En second lieu, l’infraction d’abus de confiance, punie de 3 ans d’emprisonnement et de 375.000 euros d’amende, (art. 314-1 code pénal) peut être retenue à l’encontre d’un salarié qui conserve, après son départ de l’entreprise, un bien de celle-ci. Par exemple, l’employé qui a eu sa possession un fichier de clientèle appartenant à son employeur, le conserve après la cessation de ses fonctions et se l’approprie et l’utilise pour les besoins d’une société concurrente commet un abus de confiance (Cass. crim., 16 novembre 2011 : RJS 2/12, n°208).

En troisième lieu, le vol, qui est puni de 3 d’emprisonnement et 45.00 euros d’amende (art. 311-1 et s. code pénal). Par exemple, un directeur commercial commet un vol dès lors que, lorsqu’il est mis fin à ses fonctions, emporte différents documents commerciaux, administratifs et financiers de son employeur qu’il dissimule à son domicile sous un vide d’air retrouvés à l’occasion d’une perquisition. Le fait qu’il s’agisse de copies ou de doubles d’originaux étant impropres à écarter la qualification de vol (Cass. crim., 16 mars 1999, n°97-85.054).

Une limite importante : ces incriminations peuvent être mises en échec si l’ancien salarié démontre qu’il s’est accaparé les données pour assurer sa défense devant un tribunal (« droit à la preuve »).

Un récent arrêt de la chambre criminelle de la Cour de cassation revient sur ces qualifications possibles à l’égard des salariés s’étant approprié des données de leurs anciens employeurs, en reprécisant certains aspects essentiels (Cass. crim., 5 juin 2024, n°22-86.361).

Ici, il était reproché par un employeur à son ancien directeur produit et de gestion de l’offre de s’être procuré avant son départ un certain nombre de documents stratégiques en les photocopiant, les numérisant, puis les transmettant par sa messagerie électronique sur son disque dur externe. L’employeur soupçonnait son ancien cadre d’avoir voulu en faire profiter la société concurrente qui l’avait embauché après sa démission, dans le cadre d’attribution de marchés.
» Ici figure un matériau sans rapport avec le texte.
use clap::{Parser, Subcommand};
use groute_common::db::benchmark::Benchmark;
use groute_common::util::config::Config;
use groute_common::util::generator::{self, GeneratorParams};
use groute_common::util::{check, logger, route_file};
use std::path::{Path, PathBuf};

#[derive(Parser)]
#[command(author, version, about, long_about = None)]
struct Args {
    #[arg(short, long, value_name = "FILE", default_value = "config.toml")]
    config: PathBuf,

    #[command(subcommand)]
    command: Option<Commands>,
}

#[derive(Subcommand)]
enum Commands {
    /// Route the benchmark named in the config (or on the command line).
    Route {
        #[arg(long)]
        benchmark: Option<PathBuf>,
        #[arg(long)]
        output: Option<PathBuf>,
    },
    /// Write a random benchmark.
    Generate {
        #[arg(long, default_value_t = 2)]
        layers: u8,
        #[arg(long, default_value_t = 64)]
        columns: u32,
        #[arg(long, default_value_t = 64)]
        rows: u32,
        #[arg(long, default_value_t = 1000)]
        nets: usize,
        #[arg(long, default_value_t = 4)]
        capacity: u32,
        #[arg(long, default_value_t = 1)]
        seed: u64,
        #[arg(long, default_value = "inputs/random.toml")]
        output: PathBuf,
    },
}

fn main() -> anyhow::Result<()> {
    logger::init();
    let args = Args::parse();

    let config: Config = if args.config.exists() {
        log::info!("Loading configuration from {:?}", args.config);
        let config_str = std::fs::read_to_string(&args.config)
            .map_err(|e| anyhow::anyhow!("Failed to read config file: {}", e))?;
        toml::from_str(&config_str)
            .map_err(|e| anyhow::anyhow!("Failed to parse config TOML: {}", e))?
    } else {
        log::warn!(
            "Configuration file {:?} not found. Using internal defaults.",
            args.config
        );
        Config::default()
    };

    let command = args.command.unwrap_or(Commands::Route {
        benchmark: None,
        output: None,
    });

    match command {
        Commands::Generate {
            layers,
            columns,
            rows,
            nets,
            capacity,
            seed,
            output,
        } => {
            if layers < 2 {
                log::warn!(
                    "Only {} layer requested; nets needing both directions will use fallback routes.",
                    layers
                );
            }
            prepare_output_dir(&output)?;
            let params = GeneratorParams {
                layers,
                columns,
                rows,
                nets,
                capacity,
                seed,
            };
            generator::generate_random_benchmark(&output, &params)?;
            log::info!("Generated: {:?}", output);
        }
        Commands::Route { benchmark, output } => {
            let benchmark =
                benchmark.unwrap_or_else(|| PathBuf::from(&config.input.benchmark_file));
            let output = output.unwrap_or_else(|| PathBuf::from(&config.input.output_route));
            if !benchmark.exists() {
                return Err(anyhow::anyhow!("Benchmark file missing: {:?}", benchmark));
            }
            prepare_output_dir(&output)?;
            run_routing(&config, &benchmark, &output)?;
        }
    }

    Ok(())
}

fn prepare_output_dir(path: &Path) -> anyhow::Result<()> {
    if let Some(parent) = path.parent() {
        if !parent.exists() && !parent.as_os_str().is_empty() {
            log::info!("Creating output directory: {:?}", parent);
            std::fs::create_dir_all(parent)?;
        }
    }
    Ok(())
}

fn run_routing(config: &Config, benchmark: &Path, output: &Path) -> anyhow::Result<()> {
    let bench = Benchmark::load(benchmark)?;

    log::info!("Starting Routing...");
    let outcome = groute_router::route(&bench, config)?;

    let nets = bench.nets();
    check::run_route_check(&nets, &outcome.result)
        .map_err(|e| anyhow::anyhow!("Verification Failed: {}", e))?;

    let stats = &outcome.stats;
    log::info!(
        "Routing finished ({:?}) in {} iterations, {:.1}s: overflow {}, wirelength {}, {} segments",
        stats.stop_reason,
        stats.iterations.len(),
        stats.elapsed.as_secs_f32(),
        stats.best.overflow,
        stats.best.cost,
        outcome.result.total_segments()
    );

    log::info!("Writing routes to {:?}", output);
    route_file::write_route_file(output, &outcome.result)
        .map_err(|e| anyhow::anyhow!("Failed to write {:?}: {}", output, e))?;

    Ok(())
}
pub mod dense;

pub use dense::DenseGrid;

use crate::error::Result;
use groute_common::db::core::LayerInfo;
use groute_common::db::indices::NetId;
use groute_common::geom::coord::Coord3D;

/// Geometry and congestion state of a 3D GCell grid.
///
/// Vertex ids handed to the graph are the linear indices produced by
/// [`RoutingGrid::gcell_index`]; [`RoutingGrid::from_index`] is its inverse.
pub trait RoutingGrid {
    fn num_layers(&self) -> u8;
    fn x_size(&self) -> u32;
    fn y_size(&self) -> u32;

    fn layer_info(&self, layer: u8) -> LayerInfo;

    fn gcell_index(&self, coord: Coord3D) -> usize;
    fn from_index(&self, index: usize) -> Coord3D;

    /// Pitch between column `col` and `col + 1`.
    fn horizontal_dist(&self, col: u32) -> u64;
    /// Pitch between row `row` and `row + 1`.
    fn vertical_dist(&self, row: u32) -> u64;
    fn wl_via_cost(&self) -> u64;

    fn demand_by_index(&self, index: usize) -> u32;
    fn capacity_by_index(&self, index: usize) -> u32;

    fn add_demand_for_net_gcell(&mut self, net: NetId, coord: Coord3D);
    /// Exact inverse of [`RoutingGrid::add_demand_for_net_gcell`].
    fn remove_demand_for_net_gcell(&mut self, net: NetId, coord: Coord3D) -> Result<()>;
    fn reset_demand(&mut self);

    fn num_gcells(&self) -> usize {
        self.num_layers() as usize * self.x_size() as usize * self.y_size() as usize
    }

    fn contains(&self, coord: Coord3D) -> bool {
        coord.layer < self.num_layers() && coord.col < self.x_size() && coord.row < self.y_size()
    }

    fn demand(&self, coord: Coord3D) -> u32 {
        self.demand_by_index(self.gcell_index(coord))
    }

    fn capacity(&self, coord: Coord3D) -> u32 {
        self.capacity_by_index(self.gcell_index(coord))
    }

    fn overflow_by_index(&self, index: usize) -> u32 {
        self.demand_by_index(index)
            .saturating_sub(self.capacity_by_index(index))
    }

    fn is_overfull(&self, coord: Coord3D) -> bool {
        self.demand(coord) > self.capacity(coord)
    }

    fn total_overflow(&self) -> u64 {
        (0..self.num_gcells())
            .map(|i| self.overflow_by_index(i) as u64)
            .sum()
    }
}
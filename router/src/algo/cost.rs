use crate::grid::RoutingGrid;
use groute_common::util::config::GlobalRoutingConfig;

#[derive(Clone, Copy, Debug, PartialEq, Eq)]
pub struct CostParams {
    /// Flat penalty once a GCell is at or over capacity.
    pub overflow_weight: u64,
    /// Multiplier on `2^overflow`.
    pub congestion_scale: u64,
    pub overflow_exponent_cap: u32,
    pub history_scale: u64,
}

impl Default for CostParams {
    fn default() -> Self {
        Self::from_config(&GlobalRoutingConfig::default())
    }
}

impl CostParams {
    pub fn from_config(config: &GlobalRoutingConfig) -> Self {
        Self {
            overflow_weight: config.overflow_weight,
            congestion_scale: config.congestion_scale,
            // Keep the shift inside u64.
            overflow_exponent_cap: config.overflow_exponent_cap.min(62),
            history_scale: config.history_scale,
        }
    }
}

/// Congestion cost charged for entering a GCell.
///
/// Free while `demand < capacity`. Entering a full GCell costs
/// `overflow_weight + 2^min(demand - capacity, cap) * congestion_scale`, so
/// any path with spare capacity is strongly preferred. History adds
/// `history * history_scale` regardless of current demand.
pub fn vertex_cost(demand: u32, capacity: u32, history: u64, params: &CostParams) -> u64 {
    let history_term = history.saturating_mul(params.history_scale);
    if demand < capacity {
        return history_term;
    }
    let exponent = (demand - capacity).min(params.overflow_exponent_cap);
    let congestion = (1u64 << exponent)
        .saturating_mul(params.congestion_scale)
        .saturating_add(params.overflow_weight);
    congestion.saturating_add(history_term)
}

/// Snapshot of [`vertex_cost`] for every GCell. Valid for one search only.
pub fn compute_vertex_costs<G: RoutingGrid + ?Sized>(
    grid: &G,
    history: &[u64],
    params: &CostParams,
) -> Vec<u64> {
    (0..grid.num_gcells())
        .map(|i| {
            vertex_cost(
                grid.demand_by_index(i),
                grid.capacity_by_index(i),
                history[i],
                params,
            )
        })
        .collect()
}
Une plainte pour vol, abus de confiance, accès frauduleux à un STAD avait donc été déposée par l’ancien employeur. Le juge d’instruction a rendu une ordonnance de non-lieu, confirmée par la Cour d’appel de Versailles.

La chambre criminelle de la Cour de cassation approuve ce non-lieu.
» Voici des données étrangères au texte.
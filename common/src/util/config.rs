use serde::Deserialize;

#[derive(Debug, Deserialize)]
pub struct Config {
    #[serde(default)]
    pub global_routing: GlobalRoutingConfig,
    #[serde(default)]
    pub input: InputConfig,
}

impl Default for Config {
    fn default() -> Self {
        Self {
            global_routing: GlobalRoutingConfig::default(),
            input: InputConfig::default(),
        }
    }
}

#[derive(Debug, Deserialize, Clone, Copy, PartialEq, Eq)]
#[serde(rename_all = "lowercase")]
pub enum SearchAlgorithm {
    Astar,
    Dijkstra,
}

#[derive(Debug, Deserialize, Clone)]
pub struct GlobalRoutingConfig {
    #[serde(default = "default_gr_max_iterations")]
    pub max_iterations: usize,
    /// Wall-clock budget, measured from router setup (graph construction
    /// included). Checked between iterations.
    #[serde(default = "default_gr_time_limit")]
    pub time_limit_secs: u64,
    #[serde(default = "default_stagnation_threshold")]
    pub stagnation_threshold: usize,
    #[serde(default = "default_escape_grace")]
    pub escape_grace_iterations: usize,
    #[serde(default = "default_refinement_iterations")]
    pub refinement_iterations: usize,
    #[serde(default = "default_gr_history_increment")]
    pub history_increment: u64,
    #[serde(default = "default_gr_history_scale")]
    pub history_scale: u64,
    #[serde(default = "default_overflow_weight")]
    pub overflow_weight: u64,
    #[serde(default = "default_congestion_scale")]
    pub congestion_scale: u64,
    #[serde(default = "default_overflow_exponent_cap")]
    pub overflow_exponent_cap: u32,
    #[serde(default = "default_history_decay")]
    pub history_decay: f64,
    #[serde(default = "default_algorithm")]
    pub algorithm: SearchAlgorithm,
}

impl Default for GlobalRoutingConfig {
    fn default() -> Self {
        Self {
            max_iterations: default_gr_max_iterations(),
            time_limit_secs: default_gr_time_limit(),
            stagnation_threshold: default_stagnation_threshold(),
            escape_grace_iterations: default_escape_grace(),
            refinement_iterations: default_refinement_iterations(),
            history_increment: default_gr_history_increment(),
            history_scale: default_gr_history_scale(),
            overflow_weight: default_overflow_weight(),
            congestion_scale: default_congestion_scale(),
            overflow_exponent_cap: default_overflow_exponent_cap(),
            history_decay: default_history_decay(),
            algorithm: default_algorithm(),
        }
    }
}

#[derive(Debug, Deserialize)]
pub struct InputConfig {
    #[serde(default = "default_benchmark_file")]
    pub benchmark_file: String,
    #[serde(default = "default_output_route")]
    pub output_route: String,
}

impl Default for InputConfig {
    fn default() -> Self {
        Self {
            benchmark_file: default_benchmark_file(),
            output_route: default_output_route(),
        }
    }
}

fn default_gr_max_iterations() -> usize {
    100
}

fn default_gr_time_limit() -> u64 {
    580
}

fn default_stagnation_threshold() -> usize {
    20
}

fn default_escape_grace() -> usize {
    3
}

fn default_refinement_iterations() -> usize {
    5
}

fn default_gr_history_increment() -> u64 {
    1
}

fn default_gr_history_scale() -> u64 {
    500
}

fn default_overflow_weight() -> u64 {
    100_000
}

fn default_congestion_scale() -> u64 {
    50
}

fn default_overflow_exponent_cap() -> u32 {
    20
}

fn default_history_decay() -> f64 {
    0.9
}

fn default_algorithm() -> SearchAlgorithm {
    SearchAlgorithm::Astar
}

fn default_benchmark_file() -> String {
    "inputs/benchmark.toml".to_string()
}

fn default_output_route() -> String {
    "output/benchmark.route".to_string()
}

#[cfg(test)]
mod tests {
    use super::*;

    #[test]
    fn partial_config_keeps_defaults() {
        let cfg: Config = toml::from_str(
            r#"
[global_routing]
max_iterations = 7
algorithm = "dijkstra"
"#,
        )
        .unwrap();
        assert_eq!(cfg.global_routing.max_iterations, 7);
        assert_eq!(cfg.global_routing.algorithm, SearchAlgorithm::Dijkstra);
        assert_eq!(cfg.global_routing.overflow_exponent_cap, 20);
        assert_eq!(cfg.input.output_route, "output/benchmark.route");
    }
}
Tout d’abord, s’agissant de l’incrimination de vol, la Cour rappelle, d’une part, que la société plaignante ne prouve pas, s’agissant de documents numérisés, que la charte informatique interne à l’entreprise interdise cette pratique et qu’elle soit opposable à son ancien salarié ; d’autre part, l’information n’a pas permis de démontrer que les documents numérisés, importés sur des supports informés personnels, dépassaient le champ de compétence de l’ancien salarié.

Le Cour rappelle que, pour qu’il y ait vol, la soustraction doit être « frauduleuse ».
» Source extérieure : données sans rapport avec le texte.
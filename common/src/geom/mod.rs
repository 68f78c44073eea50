pub mod coord;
Ensuite, sur l’incrimination d’abus de confiance, la Cour relève que l’étude des marchés remportés et perdus par l’ancien employeur plaignante et la nouvelle société employeur du salarié n’a révélé aucun avantage pris par cette dernière.

Le Cour rappelle que l’abus de confiance nécessite l’existence d’un préjudice.

Enfin, sur l’incrimination d’atteinte à un STAD, la Cour constate que l’accès à un STAD n’est réprimé que s’il est « frauduleux », ce qui n’était manifestement pas le cas ; et qu’il appartenait à la plaignante de qualifier correctement les faits, ici de reproduction et d’extraction frauduleuse, et que quoiqu’il en soit ce détournement n’était pas démontré ici.

La Cour rappelle que, que pour être réprimé, l’atteinte à un STAD doit être « frauduleux » ; et que, l’« accès », la « reproduction » et l’ « extraction » de données sont des incriminations différentes.

Cette espèce est l’occasion d’attirer l’attention sur la nécessité de mettre en place une véritable gouvernance des actifs au sein de l’entreprise, dans sa globalité, aux différents statuts envisageables de chaque actif. Si des mesures préventives de conformité ou de compliance sont utiles (telle une charte informatique), il faut que celles-ci s’inscrivent aussi dans des procédures et process de traitement des incidents afin d’éviter toutes déconvenues et rendre efficace la protection des actifs.